Figure 3.

miR-24-3p's targeting sites are located at Oct4, Nanog, Klf4 and c-Myc 3′UTRs, whereas miR24-2-5p's sites are localized at Klf4 and c-Myc 3′UTRs. (A) Schematic representation of luciferase reporter constructs containing mutations in miR-24-3p target sites in Oct4-3′UTR, Nanog-3′UTR, Sox2-3′UTR, Klf4-3′UTR and c-Myc-3′UTR. WT, wild-type; M, mutant. (B) The effect of miR-24-3p mimic on reporter activities of WT Oct4-3′UTR, Nanog-3′UTR, Sox2-3′UTR, Klf4-3′UTR, c-Myc-3′UTR and their mutants.
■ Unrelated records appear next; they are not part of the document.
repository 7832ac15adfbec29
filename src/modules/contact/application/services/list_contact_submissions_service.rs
use async_trait::async_trait;

use crate::contact::application::{
    domain::entities::ContactSubmission,
    ports::{
        incoming::use_cases::{
            ListContactSubmissionsError, ListContactSubmissionsUseCase, CONTACT_LIST_LIMIT,
        },
        outgoing::ContactRepository,
    },
};

#[derive(Debug, Clone)]
pub struct ListContactSubmissionsService<R>
where
    R: ContactRepository + Send + Sync,
{
    repository: R,
}

impl<R> ListContactSubmissionsService<R>
where
    R: ContactRepository + Send + Sync,
{
    pub fn new(repository: R) -> Self {
        Self { repository }
    }
}

#[async_trait]
impl<R> ListContactSubmissionsUseCase for ListContactSubmissionsService<R>
where
    R: ContactRepository + Send + Sync,
{
    async fn execute(&self) -> Result<Vec<ContactSubmission>, ListContactSubmissionsError> {
        self.repository
            .list_recent(CONTACT_LIST_LIMIT)
            .await
            .map_err(|e| ListContactSubmissionsError::RepositoryError(e.to_string()))
    }
}
// src/modules/blog/application/ports/outgoing/blog_post_query.rs

use async_trait::async_trait;

use crate::blog::application::domain::entities::BlogPost;
use crate::shared::document_id::DocumentId;

//
// ──────────────────────────────────────────────────────────
// Query DTOs
// ──────────────────────────────────────────────────────────
//

/// Every `Some` field narrows the result; `None` leaves that field unconstrained.
#[derive(Debug, Clone, Default, PartialEq)]
pub struct BlogPostFilter {
    /// Exact match
    pub category: Option<String>,
    /// Case-insensitive substring over title, excerpt, content and tags
    pub search: Option<String>,
    pub featured: Option<bool>,
    pub published: Option<bool>,
}

impl BlogPostFilter {
    pub fn featured_and_published() -> Self {
        Self {
            featured: Some(true),
            published: Some(true),
            ..Default::default()
        }
    }
}

pub const DEFAULT_PAGE_LIMIT: i64 = 10;
pub const MAX_PAGE_LIMIT: i64 = 100;

/// Offset pagination over the date-descending result set.
#[derive(Debug, Clone, Copy, PartialEq, Eq)]
pub struct PageRequest {
    skip: u64,
    limit: i64,
}

impl PageRequest {
    /// `limit` is clamped to `1..=MAX_PAGE_LIMIT`.
    pub fn new(limit: Option<i64>, skip: Option<u64>) -> Self {
        Self {
            skip: skip.unwrap_or(0),
            limit: limit
                .unwrap_or(DEFAULT_PAGE_LIMIT)
                .clamp(1, MAX_PAGE_LIMIT),
        }
    }

    pub fn first(limit: i64) -> Self {
        Self::new(Some(limit), None)
    }

    pub fn skip(&self) -> u64 {
        self.skip
    }

    pub fn limit(&self) -> i64 {
        self.limit
    }
}

impl Default for PageRequest {
    fn default() -> Self {
        Self::new(None, None)
    }
}

//
// ──────────────────────────────────────────────────────────
// Errors
// ──────────────────────────────────────────────────────────
//

#[derive(Debug, Clone, thiserror::Error)]
pub enum BlogPostQueryError {
    #[error("Database error: {0}")]
    DatabaseError(String),
}

//
// ──────────────────────────────────────────────────────────
// Port (Read-side)
// ──────────────────────────────────────────────────────────
//

#[async_trait]
pub trait BlogPostQuery: Send + Sync {
    /// Newest `date` first
    async fn list(
        &self,
        filter: BlogPostFilter,
        page: PageRequest,
    ) -> Result<Vec<BlogPost>, BlogPostQueryError>;

    async fn published_categories(&self) -> Result<Vec<String>, BlogPostQueryError>;

    async fn find_by_id(&self, id: DocumentId) -> Result<Option<BlogPost>, BlogPostQueryError>;
}
pub mod blog_use_cases;
pub mod domain;
pub mod ports;
pub mod services;
mod blog_post_query;
mod blog_post_repository;

pub use blog_post_query::{
    BlogPostFilter, BlogPostQuery, BlogPostQueryError, PageRequest, DEFAULT_PAGE_LIMIT,
    MAX_PAGE_LIMIT,
};
pub use blog_post_repository::{BlogPostRepository, BlogPostRepositoryError, NewBlogPost};
use std::sync::Arc;

use crate::resume::application::ports::incoming::use_cases::{
    GetResumeUseCase, UpdateResumeUseCase,
};

#[derive(Clone)]
pub struct ResumeUseCases {
    pub get: Arc<dyn GetResumeUseCase + Send + Sync>,
    pub update: Arc<dyn UpdateResumeUseCase + Send + Sync>,
}
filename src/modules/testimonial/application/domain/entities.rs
use chrono::{DateTime, Utc};
use serde::Serialize;
use utoipa::ToSchema;

#[derive(Debug, Clone, PartialEq, Serialize, ToSchema)]
#[serde(rename_all = "camelCase")]
pub struct Testimonial {
    pub id: String,
    #[schema(example = "Priya Sharma")]
    pub name: String,
    #[schema(example = "Director of Engineering")]
    pub position: String,
    #[schema(example = "Acme Corp")]
    pub company: String,
    pub content: String,
    #[schema(example = 5, minimum = 1, maximum = 5)]
    pub rating: u8,
    /// Image URL, empty when none was given
    pub image: String,
    /// Only approved testimonials are listed by default
    pub approved: bool,
    pub featured: bool,
    pub created_at: DateTime<Utc>,
    pub updated_at: DateTime<Utc>,
}
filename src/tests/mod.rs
pub mod support;
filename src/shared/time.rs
use chrono::{DateTime, Utc};

/// Current UTC time at millisecond precision, the precision BSON dates keep.
/// A sub-millisecond remainder rounds up, so the stamp is never earlier than
/// the moment of the call and a later read returns the same value.
pub fn now_utc() -> DateTime<Utc> {
    let now = Utc::now();
    let partial = now.timestamp_subsec_nanos() % 1_000_000 != 0;
    let millis = now.timestamp_millis() + i64::from(partial);
    DateTime::from_timestamp_millis(millis).unwrap_or(now)
}
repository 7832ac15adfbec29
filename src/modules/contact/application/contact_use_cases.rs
use std::sync::Arc;

use crate::contact::application::ports::incoming::use_cases::{
    GetContactSubmissionUseCase, ListContactSubmissionsUseCase, SubmitContactUseCase,
};

#[derive(Clone)]
pub struct ContactUseCases {
    pub submit: Arc<dyn SubmitContactUseCase + Send + Sync>,
    pub list: Arc<dyn ListContactSubmissionsUseCase + Send + Sync>,
    pub get_single: Arc<dyn GetContactSubmissionUseCase + Send + Sync>,
}
use chrono::{DateTime, Utc};
use serde::Serialize;
use utoipa::ToSchema;

pub const DEFAULT_YEARS_OF_EXPERIENCE: u32 = 14;
pub const DEFAULT_TEAMS_LED: u32 = 5;
pub const DEFAULT_PROJECTS_COMPLETED: u32 = 25;
pub const DEFAULT_COMPANIES_WORKED: u32 = 8;
pub const DEFAULT_TECHNOLOGIES_USED: u32 = 30;

/// Headline counters shown on the landing page.
#[derive(Debug, Clone, PartialEq, Eq, Serialize, ToSchema)]
#[serde(rename_all = "camelCase")]
pub struct Statistics {
    #[schema(example = 14)]
    pub years_of_experience: u32,
    #[schema(example = 5)]
    pub teams_led: u32,
    #[schema(example = 25)]
    pub projects_completed: u32,
    #[schema(example = 8)]
    pub companies_worked: u32,
    #[schema(example = 30)]
    pub technologies_used: u32,
    pub last_updated: DateTime<Utc>,
}

impl Statistics {
    pub fn initial(now: DateTime<Utc>) -> Self {
        Self {
            years_of_experience: DEFAULT_YEARS_OF_EXPERIENCE,
            teams_led: DEFAULT_TEAMS_LED,
            projects_completed: DEFAULT_PROJECTS_COMPLETED,
            companies_worked: DEFAULT_COMPANIES_WORKED,
            technologies_used: DEFAULT_TECHNOLOGIES_USED,
            last_updated: now,
        }
    }
}
use async_trait::async_trait;
use chrono::{DateTime, Utc};
use futures::TryStreamExt;
use mongodb::{
    bson::{doc, oid::ObjectId, serde_helpers::chrono_datetime_as_bson_datetime, Document},
    Collection, Database,
};
use serde::{Deserialize, Serialize};

use crate::shared::mongo::TESTIMONIALS;
use crate::testimonial::application::{
    domain::entities::Testimonial,
    ports::outgoing::{
        NewTestimonial, TestimonialFilter, TestimonialRepository, TestimonialRepositoryError,
    },
};

#[derive(Debug, Clone, Serialize, Deserialize)]
#[serde(rename_all = "camelCase")]
struct TestimonialDocument {
    #[serde(rename = "_id", skip_serializing_if = "Option::is_none")]
    id: Option<ObjectId>,
    name: String,
    position: String,
    company: String,
    content: String,
    rating: u8,
    #[serde(default)]
    image: String,
    #[serde(default)]
    approved: bool,
    #[serde(default)]
    featured: bool,
    #[serde(with = "chrono_datetime_as_bson_datetime")]
    created_at: DateTime<Utc>,
    #[serde(with = "chrono_datetime_as_bson_datetime")]
    updated_at: DateTime<Utc>,
}

impl From<NewTestimonial> for TestimonialDocument {
    fn from(data: NewTestimonial) -> Self {
        Self {
            id: None,
            name: data.name,
            position: data.position,
            company: data.company,
            content: data.content,
            rating: data.rating,
            image: data.image,
            approved: data.approved,
            featured: data.featured,
            created_at: data.created_at,
            updated_at: data.updated_at,
        }
    }
}

impl TestimonialDocument {
    fn into_testimonial(self) -> Testimonial {
        Testimonial {
            id: self.id.map(|oid| oid.to_hex()).unwrap_or_default(),
            name: self.name,
            position: self.position,
            company: self.company,
            content: self.content,
            rating: self.rating,
            image: self.image,
            approved: self.approved,
            featured: self.featured,
            created_at: self.created_at,
            updated_at: self.updated_at,
        }
    }
}

pub(crate) fn build_testimonial_filter(filter: TestimonialFilter) -> Document {
    let mut query = Document::new();

    if let Some(approved) = filter.approved {
        query.insert("approved", approved);
    }
    if let Some(featured) = filter.featured {
        query.insert("featured", featured);
    }

    query
}

#[derive(Debug, Clone)]
pub struct TestimonialRepositoryMongo {
    collection: Collection<TestimonialDocument>,
}

impl TestimonialRepositoryMongo {
    pub fn new(db: &Database) -> Self {
        Self {
            collection: db.collection(TESTIMONIALS),
        }
    }
}

fn map_db_err(e: mongodb::error::Error) -> TestimonialRepositoryError {
    TestimonialRepositoryError::DatabaseError(e.to_string())
}

#[async_trait]
impl TestimonialRepository for TestimonialRepositoryMongo {
    async fn insert(
        &self,
        data: NewTestimonial,
    ) -> Result<Testimonial, TestimonialRepositoryError> {
        let mut document = TestimonialDocument::from(data);

        let result = self
            .collection
            .insert_one(&document)
            .await
            .map_err(map_db_err)?;

        document.id = result.inserted_id.as_object_id();
        Ok(document.into_testimonial())
    }

    async fn list(
        &self,
        filter: TestimonialFilter,
        limit: i64,
    ) -> Result<Vec<Testimonial>, TestimonialRepositoryError> {
        let cursor = self
            .collection
            .find(build_testimonial_filter(filter))
            .sort(doc! { "createdAt": -1 })
            .limit(limit)
            .await
            .map_err(map_db_err)?;

        let documents: Vec<TestimonialDocument> =
            cursor.try_collect().await.map_err(map_db_err)?;

        Ok(documents
            .into_iter()
            .map(TestimonialDocument::into_testimonial)
            .collect())
    }
}
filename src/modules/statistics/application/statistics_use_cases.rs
use std::sync::Arc;

use crate::statistics::application::ports::incoming::use_cases::{
    GetStatisticsUseCase, UpdateStatisticsUseCase,
};

#[derive(Clone)]
pub struct StatisticsUseCases {
    pub get: Arc<dyn GetStatisticsUseCase + Send + Sync>,
    pub update: Arc<dyn UpdateStatisticsUseCase + Send + Sync>,
}
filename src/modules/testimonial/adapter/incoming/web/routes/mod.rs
mod create_testimonial;
mod get_testimonials;

pub use create_testimonial::*;
pub use get_testimonials::*;
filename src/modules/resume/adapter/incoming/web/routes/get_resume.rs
use actix_web::{get, web, Responder};
use tracing::error;

use crate::{
    api::schemas::ErrorResponse,
    resume::application::{domain::entities::Resume, ports::incoming::use_cases::GetResumeError},
    shared::api::ApiResponse,
    AppState,
};

/// Current resume, created with the owner's defaults on first access
#[utoipa::path(
    get,
    path = "/api/resume",
    tag = "resume",
    responses(
        (status = 200, description = "Resume", body = Resume),
        (status = 500, description = "Internal server error", body = ErrorResponse)
    )
)]
#[get("/api/resume")]
pub async fn get_resume_handler(data: web::Data<AppState>) -> impl Responder {
    match data.resume.get.execute().await {
        Ok(resume) => ApiResponse::success(resume),
        Err(GetResumeError::RepositoryError(msg)) => {
            error!("Error fetching resume: {}", msg);
            ApiResponse::internal_error()
        }
    }
}

#[cfg(test)]
mod tests {
    use super::*;
    use actix_web::{http::StatusCode, test, App};

    use crate::tests::support::app_state_builder::TestAppStateBuilder;

    #[actix_web::test]
    async fn resume_body_has_no_id() {
        let state = TestAppStateBuilder::default().build();

        let app = test::init_service(App::new().app_data(state).service(get_resume_handler)).await;

        let req = test::TestRequest::get().uri("/api/resume").to_request();
        let resp = test::call_service(&app, req).await;

        assert_eq!(resp.status(), StatusCode::OK);
        let body: serde_json::Value = test::read_body_json(resp).await;
        assert_eq!(body["personalInfo"]["name"], "Dewanshu Singh Sisaudiya");
        assert!(body.get("id").is_none());
        assert!(body.get("_id").is_none());
    }

    struct BrokenGetResumeUseCase;

    #[async_trait::async_trait]
    impl crate::resume::application::ports::incoming::use_cases::GetResumeUseCase
        for BrokenGetResumeUseCase
    {
        async fn execute(&self) -> Result<Resume, GetResumeError> {
            Err(GetResumeError::RepositoryError("connection reset".into()))
        }
    }

    #[actix_web::test]
    async fn store_failure_is_internal() {
        let state = TestAppStateBuilder::default()
            .with_get_resume(BrokenGetResumeUseCase)
            .build();

        let app = test::init_service(App::new().app_data(state).service(get_resume_handler)).await;

        let req = test::TestRequest::get().uri("/api/resume").to_request();
        let resp = test::call_service(&app, req).await;

        assert_eq!(resp.status(), StatusCode::INTERNAL_SERVER_ERROR);
        let body: serde_json::Value = test::read_body_json(resp).await;
        assert_eq!(body["error"]["code"], "INTERNAL_ERROR");
    }
}
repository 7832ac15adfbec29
pub mod api;
pub mod document_id;
pub mod mongo;
pub mod owner;
pub mod time;
pub mod validation;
The reporter constructs, together with miR-24-3p mimic, were transfected into HEK293T cells. Mock indicates non-transfected cells, and vector denotes a reporter plasmid without any 3′UTR. Firefly luciferase activities were normalized to an internal transfection control (Renila luciferase). (C) The effect of endogenous miR-24-3p on the reporter activities of Oct4-3′UTR, Nanog-3′UTR, Sox2-3′UTR, Klf4-3′UTR and c-Myc-3′UTR. mESCs (5 × 10⁵ cells) were first electroporated with 30 μg of the shPRMT7-7 plasmid. Twelve days later, PRMT7-depleted mESCs were co-transfected with both WT luciferase-3′UTR (or luciferase-mutant 3′UTR) reporters and control LNA (or LNA-miR-24-3p [a strong anti-sense inhibitor of miR-24-3p]). Cells were harvested 2 days after transfection. (D) Schematic representation of luciferase reporter constructs bearing mutations in miR-24-2-5p target sites in Oct4-3′UTR, Nanog-3′UTR, Sox2-3′UTR, Klf4-3′UTR and c-Myc-3′UTR. WT, wild-type; M, mutant. (E) The effect of miR-24-2-5p mimic on reporter activities of WT Oct4-3′UTR, Nanog-3′UTR, Sox2-3′UTR, Klf4-3′UTR, c-Myc-3′UTR and their mutants. Data are presented as the mean ± SD of three independent experiments. P < 0.05 (*), P < 0.01 (**) and P < 0.001 (***) indicate statistically significant changes.